In a move that pretty much shocked
The Boston Celtics announced Tuesday that they have waived Wallace after coming to a mutual agreement under which Wallace plans to retire.
“We would like to thank Rasheed for everything that he did for this team and organization last season,” said Celtics president of basketball operations Danny Ainge. “We would like to wish Rasheed and his family the best as they move on into the next phase of their lives. He will always be a member of the Celtics family.”
For teams in the luxury tax, trading for Sheed’s retiring contract would have brought $12 million off the books. Is that not at least a decent trade chip? At least enough to fetch somebody better than the dwindling bunch of veteran’s minimum guys? It is, right?

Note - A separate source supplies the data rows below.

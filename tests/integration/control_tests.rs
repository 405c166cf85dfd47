//! Control-surface and operator-path scenarios
//!
//! Toggling, provider testing, reporting snapshots, failover history and
//! the state mirror.

use crate::common::{analyze_payload, frozen_router, mount_ok, mount_status, router, seed};
use inference_router::core::types::{ControlRequest, ProviderStatus};
use inference_router::RouterError;
use std::time::Duration;
use wiremock::matchers::{header, method, path};
use wiremock::{Mock, MockServer, ResponseTemplate};

#[tokio::test]
async fn toggle_twice_restores_original_state() {
    let upstream = MockServer::start().await;
    mount_ok(&upstream, "unused").await;
    let (harness, _clock) = frozen_router(vec![seed("alpha", &upstream, 1)]).await;

    let before = harness.router.list_providers()[0].enabled;
    let after_first = harness.router.toggle_provider("alpha", None).unwrap();
    let after_second = harness.router.toggle_provider("alpha", None).unwrap();

    assert_eq!(after_first, !before);
    assert_eq!(after_second, before);
    assert_eq!(harness.router.list_providers()[0].enabled, before);

    harness.router.shutdown().await;
}

#[tokio::test]
async fn toggle_unknown_provider_errors() {
    let upstream = MockServer::start().await;
    mount_ok(&upstream, "unused").await;
    let (harness, _clock) = frozen_router(vec![seed("alpha", &upstream, 1)]).await;

    let err = harness.router.toggle_provider("ghost", None).unwrap_err();
    assert!(matches!(err, RouterError::NoProviderAvailable(_)));

    harness.router.shutdown().await;
}

#[tokio::test]
async fn test_provider_reports_latency_and_counts_attempt() {
    let upstream = MockServer::start().await;
    mount_ok(&upstream, "pong").await;
    let harness = router(vec![seed("alpha", &upstream, 1)]).await;

    let report = harness.router.test_provider("alpha").await.unwrap();
    assert!(report.ok);
    assert!(report.latency_ms.is_some());
    assert!(report.error.is_none());

    let alpha = &harness.router.list_providers()[0];
    assert_eq!(alpha.success_count, 1);

    harness.router.shutdown().await;
}

#[tokio::test]
async fn successful_test_recovers_invalid_credential_provider() {
    let upstream = MockServer::start().await;
    // First call rejects the credential, later calls accept it.
    Mock::given(method("POST"))
        .and(path(crate::common::CHAT_PATH))
        .respond_with(ResponseTemplate::new(401))
        .up_to_n_times(1)
        .mount(&upstream)
        .await;
    mount_ok(&upstream, "pong").await;

    let (harness, _clock) = frozen_router(vec![seed("alpha", &upstream, 1)]).await;

    // Dispatch drives alpha into invalid_credential.
    let _ = harness.router.analyze(analyze_payload()).await;
    assert_eq!(
        harness.router.list_providers()[0].status,
        ProviderStatus::InvalidCredential
    );

    // A passing test restores it to ready.
    let report = harness.router.test_provider("alpha").await.unwrap();
    assert!(report.ok);
    let alpha = &harness.router.list_providers()[0];
    assert_eq!(alpha.status, ProviderStatus::Ready);
    assert!(alpha.has_valid_key);

    harness.router.shutdown().await;
}

#[tokio::test]
async fn failing_test_reports_error() {
    let upstream = MockServer::start().await;
    mount_status(&upstream, 500).await;
    let (harness, _clock) = frozen_router(vec![seed("alpha", &upstream, 1)]).await;

    let report = harness.router.test_provider("alpha").await.unwrap();
    assert!(!report.ok);
    assert!(report.error.is_some());
    assert_eq!(
        harness.router.list_providers()[0].status,
        ProviderStatus::Cooling
    );

    harness.router.shutdown().await;
}

#[tokio::test]
async fn test_unknown_provider_errors() {
    let upstream = MockServer::start().await;
    mount_ok(&upstream, "unused").await;
    let (harness, _clock) = frozen_router(vec![seed("alpha", &upstream, 1)]).await;

    let err = harness.router.test_provider("ghost").await.unwrap_err();
    assert!(matches!(err, RouterError::NoProviderAvailable(_)));

    harness.router.shutdown().await;
}

#[tokio::test]
async fn snapshots_expose_derived_reporting_fields() {
    let upstream_a = MockServer::start().await;
    let upstream_b = MockServer::start().await;
    mount_ok(&upstream_a, "fast answer").await;
    mount_status(&upstream_b, 503).await;

    let mut beta = seed("beta", &upstream_b, 2);
    beta.rate_limit_rpm = 1;
    let harness = router(vec![seed("alpha", &upstream_a, 1), beta]).await;

    harness.router.analyze(analyze_payload()).await.unwrap();

    let snapshots = harness.router.list_providers();
    let alpha = snapshots.iter().find(|s| s.name == "alpha").unwrap();
    assert!(alpha.has_valid_key);
    assert!(!alpha.at_rate_limit);
    assert!(alpha.success_rate > 0.99);
    assert_eq!(alpha.minute_usage, 1);
    assert!(alpha.last_used_at.is_some());

    harness.router.shutdown().await;
}

#[tokio::test]
async fn manual_primary_switch_is_logged_once() {
    let upstream = MockServer::start().await;
    mount_ok(&upstream, "unused").await;
    let (harness, _clock) = frozen_router(vec![
        seed("alpha", &upstream, 1),
        seed("beta", &upstream, 2),
    ])
    .await;

    // First designation has no previous primary: nothing to log.
    harness.router.set_primary("alpha").unwrap();
    assert!(harness.router.failover_history(None).is_empty());

    harness.router.set_primary("beta").unwrap();
    let history = harness.router.failover_history(None);
    assert_eq!(history.len(), 1);
    assert_eq!(history[0].from_provider, "alpha");
    assert_eq!(history[0].to_provider, "beta");
    assert!(!history[0].is_automatic);

    let primaries: Vec<_> = harness
        .router
        .list_providers()
        .into_iter()
        .filter(|s| s.is_primary)
        .map(|s| s.name)
        .collect();
    assert_eq!(primaries, vec!["beta"]);

    harness.router.shutdown().await;
}

#[tokio::test]
async fn history_limit_caps_results_newest_first() {
    let upstream = MockServer::start().await;
    mount_ok(&upstream, "unused").await;
    let (harness, clock) = frozen_router(vec![
        seed("a", &upstream, 1),
        seed("b", &upstream, 2),
        seed("c", &upstream, 3),
    ])
    .await;

    harness.router.set_primary("a").unwrap();
    harness.router.set_primary("b").unwrap();
    clock.advance(Duration::from_secs(2));
    harness.router.set_primary("c").unwrap();

    let capped = harness.router.failover_history(Some(1));
    assert_eq!(capped.len(), 1);
    assert_eq!(capped[0].to_provider, "c");

    harness.router.shutdown().await;
}

#[tokio::test]
async fn control_messages_round_trip_through_handle() {
    let upstream = MockServer::start().await;
    mount_ok(&upstream, "the trend is up").await;
    let harness = router(vec![seed("alpha", &upstream, 1)]).await;

    let providers = harness
        .router
        .handle(ControlRequest::ListProviders {})
        .await
        .unwrap();
    assert_eq!(providers[0]["name"], "alpha");
    // Credential references never leave the process.
    assert!(providers[0].get("credential_ref").is_none());

    let toggled = harness
        .router
        .handle(ControlRequest::ToggleProvider {
            name: "alpha".to_string(),
        })
        .await
        .unwrap();
    assert_eq!(toggled["enabled"], false);
    harness.router.toggle_provider("alpha", Some(true)).unwrap();

    let dispatched = harness
        .router
        .handle(ControlRequest::Dispatch {
            action: inference_router::core::types::RequestAction::Analyze,
            payload: analyze_payload(),
        })
        .await
        .unwrap();
    assert_eq!(dispatched["provider_used"], "alpha");

    let history = harness
        .router
        .handle(ControlRequest::GetFailoverHistory { limit: None })
        .await
        .unwrap();
    assert!(history.as_array().unwrap().is_empty());

    harness.router.shutdown().await;
}

#[tokio::test]
async fn auth_header_is_injected_from_credential_store() {
    let upstream = MockServer::start().await;
    Mock::given(method("POST"))
        .and(path(crate::common::CHAT_PATH))
        .and(header("authorization", "Bearer sk-alpha"))
        .respond_with(
            ResponseTemplate::new(200).set_body_json(serde_json::json!({ "choices": [] })),
        )
        .expect(1)
        .mount(&upstream)
        .await;

    let harness = router(vec![seed("alpha", &upstream, 1)]).await;
    let response = harness.router.analyze(analyze_payload()).await.unwrap();
    assert_eq!(response.provider_used, "alpha");

    harness.router.shutdown().await;
}

#[tokio::test]
async fn counters_are_mirrored_to_the_state_store() {
    let upstream = MockServer::start().await;
    mount_ok(&upstream, "mirrored").await;
    let harness = router(vec![seed("alpha", &upstream, 1)]).await;

    harness.router.analyze(analyze_payload()).await.unwrap();

    // The mirror task coalesces updates on a one-second tick; poll past
    // at least two windows.
    let mut mirrored = None;
    for _ in 0..300 {
        tokio::time::sleep(Duration::from_millis(10)).await;
        let counters = harness.store.mirrored_counters();
        if let Some(snapshot) = counters.get("alpha") {
            if snapshot.success_count == 1 {
                mirrored = Some(snapshot.clone());
                break;
            }
        }
    }
    let mirrored = mirrored.expect("counters never mirrored");
    assert_eq!(mirrored.name, "alpha");

    harness.router.shutdown().await;
}

#[tokio::test]
async fn failover_rows_are_mirrored_to_the_state_store() {
    let upstream_a = MockServer::start().await;
    let upstream_b = MockServer::start().await;
    mount_status(&upstream_a, 503).await;
    mount_ok(&upstream_b, "from beta").await;

    let harness = router(vec![seed("alpha", &upstream_a, 1), seed("beta", &upstream_b, 2)]).await;
    harness.router.analyze(analyze_payload()).await.unwrap();

    let mut mirrored = Vec::new();
    for _ in 0..300 {
        tokio::time::sleep(Duration::from_millis(10)).await;
        mirrored = harness.store.mirrored_failovers();
        if !mirrored.is_empty() {
            break;
        }
    }
    assert_eq!(mirrored.len(), 1);
    assert_eq!(mirrored[0].from_provider, "alpha");

    harness.router.shutdown().await;
}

I think it’s likely that the Celtics owners didn’t want to buy Sheed out and then pay for someone else’s salary that would have matched Sheed’s contract. The owners normally have no conscience when it comes to spending money, but hear me out. Sheed’s contract was worth $6 million for next year. The luxury tax would have doubled that. That’s $12 million. If the Celtics traded Sheed, they would have been bringing in someone of similar salary and probably would have had to pay for Sheed’s buyout. That’s another couple million bucks, at least, on top of the $12 million. That’s $14 million. So the owners were either going to spend $14 million to trade Sheed or about $4 million (the buyout plus a minimum contract and the impending luxury tax) to waive him and sign a vet’s min guy. I don’t know about you, but if I’m the owners I’m choosing choice B unless a stud backup was going to be available in a trade. My guess is Danny Ainge determined no stud was going to be available and the owners settled for choice B, saving about $10 million in the process. Which kind of sucks, but makes a whole lot of sense.